*What is expected:* Return a copy of every line in the data below that contains "coords".
[Input data Boundary: Start]
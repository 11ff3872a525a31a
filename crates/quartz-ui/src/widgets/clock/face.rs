use std::time::Duration;

use quartz_engine::coords::Vec2;
use quartz_engine::paint::Color;

/// Default face colors as packed `0xAARRGGBB` values.
const PAPER_ARGB: u32 = 0xFFFFFFFF;
const INK_ARGB: u32 = 0xFF000000;

/// Stroke used for one clock hand.
#[derive(Debug, Copy, Clone, PartialEq)]
pub struct HandStyle {
    pub color: Color,
    /// Distance from the center to the tip.
    pub length: f32,
    pub thickness: f32,
}

impl HandStyle {
    pub const fn new(color: Color, length: f32, thickness: f32) -> Self {
        Self { color, length, thickness }
    }
}

/// Appearance of a [`ClockView`](super::ClockView), fixed at construction.
///
/// All lengths are logical pixels.
#[derive(Debug, Clone, PartialEq)]
pub struct ClockFace {
    /// Outer radius of the face.
    pub radius: f32,
    pub background: Color,

    pub border_width: f32,
    pub border_color: Color,

    pub dot_radius: f32,
    pub dot_color: Color,

    pub numeral_color: Color,
    pub numeral_size: f32,
    /// How far numerals sit inside the rim.
    pub numeral_padding: f32,
    /// Added to each numeral's anchor to get its baseline origin.
    pub numeral_offset: Vec2,

    pub hour_hand: HandStyle,
    pub minute_hand: HandStyle,
    pub second_hand: HandStyle,

    pub refresh_interval: Duration,
}

impl Default for ClockFace {
    fn default() -> Self {
        let paper = Color::from_argb(PAPER_ARGB);
        let ink = Color::from_argb(INK_ARGB);
        Self {
            radius: 200.0,
            background: paper,
            border_width: 20.0,
            border_color: ink,
            dot_radius: 5.0,
            dot_color: ink,
            numeral_color: ink,
            numeral_size: 30.0,
            numeral_padding: 50.0,
            numeral_offset: Vec2::new(-10.0, 10.0),
            hour_hand: HandStyle::new(ink, 70.0, 20.0),
            minute_hand: HandStyle::new(ink, 100.0, 15.0),
            second_hand: HandStyle::new(ink, 130.0, 10.0),
            refresh_interval: Duration::from_millis(1000),
        }
    }
}

impl ClockFace {
    /// Radius of the border stroke's centerline.
    pub fn border_radius(&self) -> f32 {
        self.radius - self.border_width * 0.5
    }

    /// Distance from the center to each tick dot.
    pub fn dot_ring_radius(&self) -> f32 {
        self.radius - self.border_width - self.dot_radius
    }

    /// Distance from the center to each numeral anchor.
    pub fn numeral_ring_radius(&self) -> f32 {
        self.radius - self.numeral_padding
    }
}
use crate::coords::Vec2;
use crate::paint::Color;
use crate::scene::{DrawCmd, DrawList, ZIndex};
use crate::text::FontId;

/// Text draw payload.
#[derive(Debug, Clone, PartialEq)]
pub struct TextCmd {
    pub text: String,
    pub font: FontId,
    /// Font size in logical pixels.
    pub size: f32,
    pub color: Color,
    /// Left end of the baseline of the first line, in logical pixels.
    pub baseline: Vec2,
}

impl DrawList {
    /// Records a single-line text draw command anchored at its baseline.
    pub fn push_text(
        &mut self,
        z: ZIndex,
        text: impl Into<String>,
        font: FontId,
        size: f32,
        color: Color,
        baseline: Vec2,
    ) {
        self.push(z, DrawCmd::Text(TextCmd { text: text.into(), font, size, color, baseline }));
    }
}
[Input data Boundary: End]
*Response below:*
use quartz_engine::coords::Vec2;
use crate::coords::Vec2;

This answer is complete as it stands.